Electromagnetism Question

1. "A wire segment carries a current of 1.8A from a to b. There is a uniform magnetic field of 1.2T acting in the z-direction. Find the total force on the wire and show that the total force is the same as if the wire were a straight segment from a to b".

I've attached the diagram showing what the segment looks like and I've called the point between a and b, c.

2. Relevant equations: F=BIL

3. Would this be right?:
Fac = ILBcos90 = 0N (90° since the x-direction is orthogonal to z)
Fcb = ILBsin90 = ILB = 1.8 x 0.04 x 1.2 = 0.0864N (90° since the y-direction is orthogonal to z)
=> Facb = 0.0864N

Fab = ILBsinθ = ILBsin(arctan(4/3)) = 0.8ILB = 0.8 x 1.8 x 0.05 x 1.2 = 0.0864N

Therefore, Facb = Fab

Or is it just a coincidence that the two values come out to be the same? Because I don't really understand why it would be cos90 from a to c and sin90 from c to b =s



Staff Emeritus
Science Advisor
Homework Helper
Welcome to PF :smile:

There are some problems with your derivation. For one, all currents (ac, cb, and ab) are perpendicular to the magnetic field. So use F=BIL to find each force, with no cos or sin factors. None of the three forces will be zero.

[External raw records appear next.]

//! CLI argument definitions using clap
//!
//! - uplift check command "ls -la"     # Classify without running
//! - uplift check path ./src/main.rs   # Confinement check
//! - uplift sign plugin.py             # Emit a signature JSON
//! - uplift exec "git status"          # Validate, then run
//! - uplift doctor                     # Report configuration health

use clap::{Parser, Subcommand};
use std::path::PathBuf;
use uplift_core::{AccessMode, IdentifierKind, SecurityProfile};

#[derive(Parser, Debug)]
#[command(name = "uplift")]
#[command(about = "Uplift - validate commands, paths, SQL and plugins before they run")]
#[command(version)]
pub struct Cli {
    /// Security profile (overrides UPLIFT_SECURITY_PROFILE and the config file)
    #[arg(long, global = true)]
    pub profile: Option<SecurityProfile>,

    /// Path to a JSON security configuration file
    #[arg(long, global = true)]
    pub config: Option<PathBuf>,

    /// Print results as JSON
    #[arg(long, global = true)]
    pub json: bool,

    /// Enable debug logging
    #[arg(long, short, global = true)]
    pub verbose: bool,

    /// Emit log lines as JSON
    #[arg(long, global = true)]
    pub log_json: bool,

    #[command(subcommand)]
    pub command: Commands,
}

#[derive(Subcommand, Debug)]
pub enum Commands {
    /// Validate input without acting on it
    Check {
        #[command(subcommand)]
        target: CheckTarget,
    },

    /// Sign a plugin file with the configured plugin key
    Sign {
        /// Plugin source file
        file: PathBuf,
    },

    /// Validate a shell command and run it when accepted
    Exec {
        /// Command line, passed as a single argument
        command: String,
    },

    /// Check profile, key sourcing and allowed directories
    Doctor,
}

#[derive(Subcommand, Debug)]
pub enum CheckTarget {
    /// Classify a shell command
    Command {
        /// Command line, passed as a single argument
        command: String,
    },

    /// Check that a path stays inside the allowed directories
    Path {
        path: PathBuf,

        /// Intended access
        #[arg(long, default_value = "read")]
        mode: AccessMode,

        /// Additional allowed directory (repeatable)
        #[arg(long = "allow-dir")]
        allow_dirs: Vec<PathBuf>,
    },

    /// Validate a SQL identifier
    Identifier {
        name: String,

        /// What the identifier names
        #[arg(long, default_value = "table")]
        kind: IdentifierKind,
    },

    /// Scan a SQL string for injection patterns
    Query { sql: String },

    /// Run static analysis and signature checks on a plugin file
    Plugin {
        file: PathBuf,

        /// JSON signature file produced by `uplift sign`
        #[arg(long)]
        signature: Option<PathBuf>,
    },
}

You'll also need to use the right-hand rule to figure out the direction of each force, and combine the ac & cb forces.
Thanks for replying,
So, would this be right:
Fac = ILB = 0.0648N in the -ve y-direction so -0.0648j
Fcb = ILB = 0.0864N in the +ve x-direction so 0.0864i
=> Facb = 0.0864i - 0.0648j

Fab = ILB = 0.108N
The direction is sin(arctan(4/3))Fi - cos(arctan(4/3))Fj
= 0.0864i - 0.0648j

Not sure about the signs though because the right-hand rule really confuses me =s
Last edited:


Staff Emeritus
Science Advisor
Homework Helper
Looks good! The signs are correct too.
Oh good :smile:
Thanks a lot.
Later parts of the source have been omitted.